Hatırlarsın filmi, mantığın ölü taklidi yaptığı film bunlar.
O Cüneyt Arkın'ın (prof. şahin bey) mil çekilmiş gözlerine inat , Düşmanının ayak
sesinden, yerini tespit edip , tam ayağına attığı ok var ya hani ,ondan bahsediyorum ; (Hatırlamadıysaan senin için ;
burada)
Orada oku atınca şahin bey
Anton abi tabi basar feryadı, Şahin
bey de o meşhur repliği söyler hani
“Bağırmayacaktın Anton, artık ağzının yerini biliyorum” . . tabi
dağıtıyor oku,ses gelen yere Şahin bey , . Dedim ;
İyi bari oSurmadı adam orda
, ya kaçırsaydı korkudan????Vallahi tam onursuz ölüm olurdu.
Bakma sen , Şahin bey matematik otörü; Tam sempozyumdan
çıkmış, demiş ben şu bizimkilere bir"show off" yapayım ; Olay Anton değil orda.
pöf !
bide lisede gidip
tonca teoremler öğretiyorlar , öğretsene Şahin bey teoremini , yolumuzu bulalım
bizde.
Mil çekmek demişken , bu köklü bir işkence yöntemi bir yerde
sözü açılırsa diye bahsedeyim ; Malazgirt meydan muharebesinden sonra Romanos
Diogenes amcamız esir düşmüş,
Selçuklu askeri korumasında başkentine sağ salim
postalandıktan sonra , bizzat hakiki adamları
onu zindana hapsederek gözlerine mil çekmişler.
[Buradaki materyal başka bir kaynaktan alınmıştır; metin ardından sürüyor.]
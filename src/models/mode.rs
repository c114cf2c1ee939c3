/// What one visualization attempt draws
#[derive(Debug, Clone, Copy, PartialEq, Eq)]
pub enum Mode {
    FullNetwork,
    PathOverlay,
}

impl Mode {
    /// Map the prompt answer to a mode; `None` for anything but "1" or "2"
    #[must_use]
    pub fn from_choice(input: &str) -> Option<Self> {
        match input.trim() {
            "1" => Some(Mode::FullNetwork),
            "2" => Some(Mode::PathOverlay),
            _ => None,
        }
    }

    #[must_use]
    pub fn label(self) -> &'static str {
        match self {
            Mode::FullNetwork => "full network",
            Mode::PathOverlay => "path overlay",
        }
    }
}

#[cfg(test)]
mod tests {
    use super::*;

    #[test]
    fn test_valid_choices() {
        assert_eq!(Mode::from_choice("1"), Some(Mode::FullNetwork));
        assert_eq!(Mode::from_choice("2"), Some(Mode::PathOverlay));
        assert_eq!(Mode::from_choice(" 2\n"), Some(Mode::PathOverlay));
    }

    #[test]
    fn test_invalid_choices() {
        for input in ["", "0", "3", "12", "one", "1 2"] {
            assert_eq!(Mode::from_choice(input), None, "{input:?}");
        }
    }
}
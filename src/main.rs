#![warn(clippy::complexity)]
#![warn(clippy::perf)]
#![warn(clippy::style)]
#![warn(clippy::suspicious)]
use railmap_overlay::App;

fn main() {
    console_error_panic_hook::set_once();
    leptos::mount_to_body(App);
}
#![allow(clippy::needless_pass_by_value)]

pub mod app;
pub mod mode_prompt;
pub mod network_canvas;
pub mod network_view;
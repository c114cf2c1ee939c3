#![allow(clippy::implicit_hasher)]

pub mod models;
pub mod components;
pub mod import;
pub mod constants;
pub mod error;
pub mod geometry;
pub mod logging;
pub mod utils;
pub mod visualize;

pub use components::app::App;
pub use error::{VisualizeError, VisualizeResult};
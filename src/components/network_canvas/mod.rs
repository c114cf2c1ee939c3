pub mod annotation_renderer;
pub mod graph_renderer;
pub mod path_overlay;
pub mod style;
pub mod surface;
pub mod ticker;
pub mod train_animation;
mod canvas_surface;

pub use canvas_surface::CanvasSurface;
pub use surface::{DrawCommand, DrawingSurface, RecordingSurface};
pub use ticker::{drive_animation, IntervalTicker, ManualTicker, TickSource};
pub use train_animation::{TickOutcome, TrainAnimation};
Gözden düşen bir kralı hemen devreden çıkarmak istemişler ki ilerde bir
hamle olur da darbe tersine dönerse, başa tekrar gelip, kendisini alaşağı
edenlerin sonu Anton abimiz gibi olmasın.( nası bağladım ?)
Öldürmek , ağır neticeler doğurabilir, insanları bir araya
getirebilecek hınç ve kine sebep olabilir , Bundan mutevellit ; tarihte göze
mil çekiverip, kralın ya da yöneticinin işte neyse, bir an önce devreden
çıkarılma derdidir.
Sonuçta; Kendisine darbe yapılan hükümdar; öyle bir hale getirilmelidir ki , bir daha
hiç kimse kendisine ümit bağlayamamalıdır.